JPH05226707A - Current limiting conductor - Google Patents

Abstract

PURPOSE:To suppress the partial quenching of a current limiting conductor so as to improve quench propagation and prevent fusion by providing sections, where either the thickness or the width of a superconductor made zigzag is made smaller than other sections, at a plurality of places. CONSTITUTION:In case of letting a certain rated current flow to an oxide superconductor 2 in superconductive condition, the current flows to the oxide superconductor 2. But, if a short circuit or the like occurs in a circuit and an excessive current flows, the oxide superconductor 2 becomes a normal conductor, being quenched, and has low resistance. The current is suppressed by the resistance generated in the oxide superconductor 2, and it shows current limiting effect. At this time, the quenching occurs at the folding parts 2a and 2b which are thinner than the center 2c, and is propagated from the turn-down parts 2a and 2b at both ends to the center 2c. Accordingly, the quenching widens quickly to the whole, and also partial quenching is suppressed.

Description

Detailed Description of the Invention

[0001]

BACKGROUND OF THE INVENTION 1. Field of the Invention The present invention relates to a current limiting conductor used in a current limiting device for limiting an excessive current such as a short circuit current using a superconductor.

[0002]

2. Description of the Related Art FIG. 10 shows, for example, JP-A-2-281765.
It is a current limiting element using a conventional oxide superconductor disclosed in Japanese Patent Laid-Open Publication No. 2003-242242. In the figure, 1 is a substrate, and 2 is an oxide superconductor arranged on the substrate 1. In this example, a Y-based oxide superconductor formed by a doctor blade method into a sheet and punched into a zigzag shape. It is the body. In addition, the display is shaded for clarity. 2a is an oxide superconductor 2
One of the folded portions, 2b, is the other folded portion of the oxide superconductor 2, and 2c is the central portion. For example, it has a structure in which an oxide superconductor having a cross section with a width of about 1.3 mm and a thickness of about 0.9 mm is bent to have a side length of about 30 mm. Figure 1
FIG. 1 is a side view of FIG. 10 viewed from the direction A.

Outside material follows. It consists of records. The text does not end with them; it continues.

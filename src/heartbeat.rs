//! Keepalive engine.
//!
//! Tracks the time of the last successfully written frame and synthesizes a
//! keepalive once the connection has been idle for the configured interval.
//! Keepalives go through the same queue and token bucket as every other
//! frame; replies to server keepalives are handled by the inbound worker.

use std::sync::{Arc, Mutex};
use std::time::{Duration, Instant};

use log::{debug, trace};
use tokio::sync::mpsc;
use tokio_util::sync::CancellationToken;

use crate::protocol::handler::Outbound;

/// Runs the keepalive timer for one connection generation until the
/// connection token is cancelled.
pub(crate) async fn run(
    idle: Duration,
    last_write: Arc<Mutex<Instant>>,
    tx: Option<mpsc::Sender<Outbound>>,
    token: CancellationToken,
) {
    let Some(tx) = tx else {
        return;
    };
    let check = idle.min(Duration::from_secs(1)).max(Duration::from_millis(50));
    debug!("Heartbeat timer started (idle interval {:?})", idle);

    loop {
        tokio::select! {
            _ = token.cancelled() => break,
            _ = tokio::time::sleep(check) => {}
        }

        let elapsed = last_write
            .lock()
            .expect("last_write lock poisoned")
            .elapsed();
        if elapsed < idle {
            continue;
        }

        trace!("Connection idle for {:?}; enqueueing keepalive", elapsed);
        let send = tokio::select! {
            _ = token.cancelled() => break,
            sent = tx.send(Outbound::keepalive()) => sent,
        };
        if send.is_err() {
            break;
        }
        // The write itself refreshes last_write; avoid a burst while the
        // keepalive waits for a rate-limit token.
        *last_write.lock().expect("last_write lock poisoned") = Instant::now();
    }
    debug!("Heartbeat timer finished");
}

Next, the operation will be described. When the oxide superconductor 2 carries a rated current in a superconducting state, the current flows through the oxide superconductor 2. However, if a short circuit accident occurs in the circuit and an excessive current flows, the oxide superconductor 2
Quenches into a normal conductor and has resistance. The current generated is suppressed by the resistance generated in the oxide superconductor 2, and the current limiting effect is exhibited.

[0004]

The conventional current limiting conductor is constructed as described above and its cross-sectional area is substantially constant over the entire length, but the critical current density varies. Therefore, when the oxide superconductor 2 is quenched, there is a problem that a part of the entire length of the oxide superconductor is quenched and spreads from there to the whole, which takes time. Further, there is a risk of fusing depending on the degree of input energy.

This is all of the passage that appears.